John and I have been posting six days a week since we started at the end of June, and we hope to continue to maintain a pace of 5-6 posts per week. It is August, however, and traffic is slow everywhere–on the street, on the Internet, around the office, you name it. So today I’m just directing those who might be interested to our posts this past week at BAGnewsNotes: yesterday, the 11th, on “The Fighting Romneys,” and August 6 on the photographs accompanying Michael Ignatieff’s mea culpa in last week’s New York Times Magazine.

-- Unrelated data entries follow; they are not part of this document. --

/// Process-wide store of server collections.
///
/// Cloning is cheap and every clone shares the same entries, so one
/// instance is created at startup and handed to whoever needs it.
#[derive(Clone)]
pub struct QueryCache {
  inner: Arc<Mutex<Inner>>,
  events: broadcast::Sender<CacheEvent>,
  retry: RetryPolicy,
}

impl QueryCache {
  pub fn new(retry: RetryPolicy) -> Self {
    let (events, _) = broadcast::channel(EVENT_CAPACITY);
    Self {
      inner: Arc::new(Mutex::new(Inner::default())),
      events,
      retry,
    }
  }

  /// Receive a `CacheEvent` for every visible change
  pub fn subscribe(&self) -> broadcast::Receiver<CacheEvent> {
    self.events.subscribe()
  }

  fn notify(&self, key: &str) {
    let _ = self.events.send(CacheEvent::Updated {
      key: key.to_string(),
    });
  }

  /// Fetch a collection with stale-time caching.
  ///
  /// 1. A snapshot younger than `options.stale_time` is returned as is
  /// 2. Otherwise the caller joins the in-flight load, or starts one
  /// 3. Failed loads are retried per the retry policy; the previous snapshot
  ///    stays visible until a load succeeds
  ///
  /// The loader is remembered so `refetch` and `invalidate` can reload the
  /// key later.
  pub async fn fetch<T, K, F, Fut>(
    &self,
    key: &K,
    options: FetchOptions,
    loader: F,
  ) -> Result<CacheResult<Arc<Vec<T>>>, CacheError>
  where
    T: Cacheable,
    K: QueryKey + ?Sized,
    F: Fn() -> Fut + Send + Sync + 'static,
    Fut: Future<Output = Result<Vec<T>, ApiError>> + Send + 'static,
  {
    let key = key.cache_hash();
    let loader: Loader = Arc::new(move || {
      loader()
        .map(|result| result.map(|items| Arc::new(items) as Snapshot))
        .boxed()
    });

    let (load, started) = {
      let mut inner = lock(&self.inner);
      let epoch = inner.epoch;
      let entry = inner.entries.entry(key.clone()).or_default();
      entry.loader = Some(Arc::clone(&loader));

      if let Some(data) = entry.fresh_data(&options) {
        debug!(key = %key, entity = T::entity_type(), "serving fresh snapshot");
        return Ok(CacheResult::from_cache(downcast(&key, data)?));
      }

      match &entry.inflight {
        Some(load) => {
          debug!(key = %key, "joining in-flight load");
          (load.clone(), false)
        }
        None => (self.start_load(&key, entry, loader, epoch), true),
      }
    };

    if started {
      self.notify(&key);
    }

    let data = load.await?;
    Ok(CacheResult::from_network(downcast(&key, data)?))
  }

  /// Reload `key` with its registered loader, superseding any in-flight load.
  ///
  /// Returns `None` if the key was never fetched.
  pub fn refetch<K: QueryKey + ?Sized>(&self, key: &K) -> Option<PendingLoad> {
    let key = key.cache_hash();
    let load = {
      let mut inner = lock(&self.inner);
      let epoch = inner.epoch;
      let entry = inner.entries.get_mut(&key)?;
      let loader = entry.loader.clone()?;
      self.start_load(&key, entry, loader, epoch)
    };
    self.notify(&key);
    Some(load)
  }

  /// Mark `key` stale and reload it in the background.
  pub fn invalidate<K: QueryKey + ?Sized>(&self, key: &K) -> Option<PendingLoad> {
    {
      let mut inner = lock(&self.inner);
      if let Some(entry) = inner.entries.get_mut(&key.cache_hash()) {
        entry.invalidated = true;
      }
    }
    self.refetch(key)
  }

  /// The load currently in flight for `key`, if any
  pub fn in_flight<K: QueryKey + ?Sized>(&self, key: &K) -> Option<PendingLoad> {
    let inner = lock(&self.inner);
    inner
      .entries
      .get(&key.cache_hash())
      .and_then(|entry| entry.inflight.clone())
  }

  /// Current status and snapshot of `key`
  pub fn state<T: Cacheable, K: QueryKey + ?Sized>(&self, key: &K) -> QueryState<T> {
    let inner = lock(&self.inner);
    match inner.entries.get(&key.cache_hash()) {
      Some(entry) => QueryState {
        status: entry.status.clone(),
        data: entry
          .data
          .clone()
          .and_then(|data| data.downcast::<Vec<T>>().ok()),
        fetched_at: entry.fetched_at,
      },
      None => QueryState::default(),
    }
  }

  /// Last published snapshot of `key`, stale or not
  pub fn snapshot<T: Cacheable, K: QueryKey + ?Sized>(&self, key: &K) -> Option<Arc<Vec<T>>> {
    self.state::<T, K>(key).data
  }

  /// Apply `patch` to the item `id` of `key` optimistically and run `write`.
  ///
  /// The patched collection is published before the write starts. On
  /// success the key is reloaded to reconcile with the server; on failure
  /// the item is restored to its pre-write value and the error returned.
  /// Writes to the same (key, id) run one at a time in the order this
  /// method was called; writes are never retried. Dropping the future
  /// mid-write rolls the item back and reloads the key.
  pub fn mutate<T, K, P, W, Fut>(
    &self,
    key: &K,
    id: &str,
    patch: P,
    write: W,
  ) -> impl Future<Output = Result<T, CacheError>> + Send + 'static
  where
    T: Cacheable,
    K: QueryKey + ?Sized + 'static,
    P: Patch<T>,
    W: FnOnce() -> Fut + Send + 'static,
    Fut: Future<Output = Result<T, ApiError>> + Send + 'static,
  {
    let cache = self.clone();
    let key = key.cache_hash();
    let id = id.to_string();
    // Taken now so queue order is call order, not poll order
    let mut ticket = self.enqueue_write(&key, &id);

    async move {
      ticket.wait_turn().await;

      let optimistic = cache.apply_optimistic::<T, P>(&key, &id, patch)?;
      let guard = WriteGuard {
        cache: cache.clone(),
        key: key.clone(),
        id: id.clone(),
        optimistic: Some(optimistic),
      };
      cache.notify(&key);

      info!(key = %key, id = %id, "write issued");
      let result = write().await;
      let settled = guard.settle(result.is_ok());

      match result {
        Ok(saved) => {
          info!(key = %key, id = %id, "write confirmed, reconciling");
          cache.invalidate(key.as_str());
          Ok(saved)
        }
        Err(err) => {
          warn!(key = %key, id = %id, error = %err, restored = settled.restored, "write failed, rolled back");
          if settled.restored {
            cache.notify(&key);
          }
          if settled.needs_reload {
            cache.refetch(key.as_str());
          }
          Err(err.into())
        }
      }
    }
  }

  /// Discard every snapshot, loader and pending write.
  ///
  /// Loads and writes started before the clear can no longer publish.
  pub fn clear(&self) {
    {
      let mut inner = lock(&self.inner);
      inner.entries.clear();
      inner.write_tails.clear();
      inner.epoch += 1;
    }
    info!("cache cleared");
    let _ = self.events.send(CacheEvent::Cleared);
  }

  fn start_load(&self, key: &str, entry: &mut Entry, loader: Loader, epoch: u64) -> PendingLoad {
    entry.generation += 1;
    entry.status = QueryStatus::Loading;

    let generation = entry.generation;
    let inner = Arc::clone(&self.inner);
    let events = self.events.clone();
    let retry = self.retry.clone();
    let key = key.to_string();
    info!(key = %key, generation, "load started");

    let load = async move {
      let result = load_with_retry(&key, &loader, &retry).await;
      let (result, published) = settle_load(&inner, &key, epoch, generation, result);
      if published {
        let _ = events.send(CacheEvent::Updated { key });
      }
      result
    }
    .boxed()
    .shared();

    entry.inflight = Some(load.clone());
    // Run to completion even if every caller stops waiting
    tokio::spawn(load.clone());
    load
  }

  fn enqueue_write(&self, key: &str, id: &str) -> WriteTicket {
    let (done, tail) = oneshot::channel();
    let previous = lock(&self.inner)
      .write_tails
      .insert((key.to_string(), id.to_string()), tail);
    WriteTicket {
      previous,
      _done: Some(done),
    }
  }

  fn apply_optimistic<T: Cacheable, P: Patch<T>>(
    &self,
    key: &str,
    id: &str,
    patch: P,
  ) -> Result<Optimistic<T>, CacheError> {
    let mut inner = lock(&self.inner);
    let seq = inner.next_seq;
    inner.next_seq += 1;
    let epoch = inner.epoch;
    let entry = inner.entries.entry(key.to_string()).or_default();

    // A load that started before this write must not land on top of it
    if entry.inflight.take().is_some() {
      entry.generation += 1;
      entry.status = if entry.data.is_some() {
        QueryStatus::Success
      } else {
        QueryStatus::Idle
      };
      debug!(key = %key, "superseded in-flight load for optimistic write");
    }

    let rollback = match &entry.data {
      Some(data) => downcast::<T>(key, Arc::clone(data))?
        .iter()
        .find(|item| item.cache_key() == id)
        .cloned(),
      None => None,
    };

    let target = id.to_string();
    let apply: PatchFn = Arc::new(move |snapshot: &Snapshot| {
      let items = Arc::clone(snapshot).downcast::<Vec<T>>().ok()?;
      Some(Arc::new(merge_patch(&items, &target, &patch)) as Snapshot)
    });

    if let Some(data) = &entry.data {
      if let Some(patched) = apply(data) {
        entry.data = Some(patched);
      }
    }
    entry.pending.push(PendingPatch { seq, apply });

    Ok(Optimistic {
      seq,
      epoch,
      rollback,
    })
  }

  fn settle_mutation<T: Cacheable>(
    &self,
    key: &str,
    optimistic: Optimistic<T>,
    succeeded: bool,
  ) -> Settled {
    let mut inner = lock(&self.inner);
    let unchanged = Settled {
      restored: false,
      needs_reload: false,
    };
    if inner.epoch != optimistic.epoch {
      return unchanged;
    }
    let Some(entry) = inner.entries.get_mut(key) else {
      return unchanged;
    };

    entry.pending.retain(|patch| patch.seq != optimistic.seq);
    if succeeded {
      return unchanged;
    }

    let Some(data) = entry.data.clone() else {
      return unchanged;
    };
    match (optimistic.rollback, data.downcast::<Vec<T>>()) {
      (Some(previous), Ok(items)) => {
        entry.data = Some(Arc::new(replace_item(&items, &previous)));
        Settled {
          restored: true,
          // a reconciling load this write superseded still has to run
          needs_reload: entry.invalidated,
        }
      }
      // No pre-write value to restore (collection loaded mid-write)
      _ => Settled {
        restored: false,
        needs_reload: true,
      },
    }
  }
}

In the latter posting we caught some heat for being too easy on Ignatieff, which we were. For the record, I’ll reprint my own mea culpa from the comments thread at the BAG:
In the last week, Ignatieff has been beaten with a stick all over the blogosphere. He deserved every bit of it. The essay is as self-serving as they come. So why did John and I say it was “thoughtful”? Three reasons: 1. We wanted to get past most of it to focus on the photos and how they illustrated his bad advice about being emotionally muted. Obviously, that didn’t happen, and for reasons–i.e., emotions–we have to respect. 2. If you read the essay as having nothing to do about Iraq but rather as an essay on the mentality best suited for politics, it’s pretty good of kind. John and I have an interest in that literature on prudence, so it was easy for us to bracket his motives. Too easy, it seems; we got suckered on that one. 3. We haven’t been interested in talking about any of the many mea culpas now being written becasue they all have been pathetic, don’t show real remorse, etc. Because so many of us were right about the war from the beginning, why listen to the other side’s still bizarrely convoluted acounts of the world? The lesson I’ve learned this week at the BAG and elsewhere is that people like Ignatieff do need to be thumped when they don’t come clean. The record does need to be set straight, and not being honest and not recognizing good judgment still are major causes of this war. And that’s why it remains important to think about what we see and how we feel. One problem with the reaction against Ignatieff–Katha Pollitt’s otherwise fine essay at The Nation is a good example–is that we only end up going from worse back to bad. We shouldn’t have a foreign policy conducted by overzealous ideologues, sure, but do we really want a foreign policy conducted by “realists” who also have a bad track record? If we reject Rumsfeld only to resurrect Kissinger, we haven’t learned a damn thing.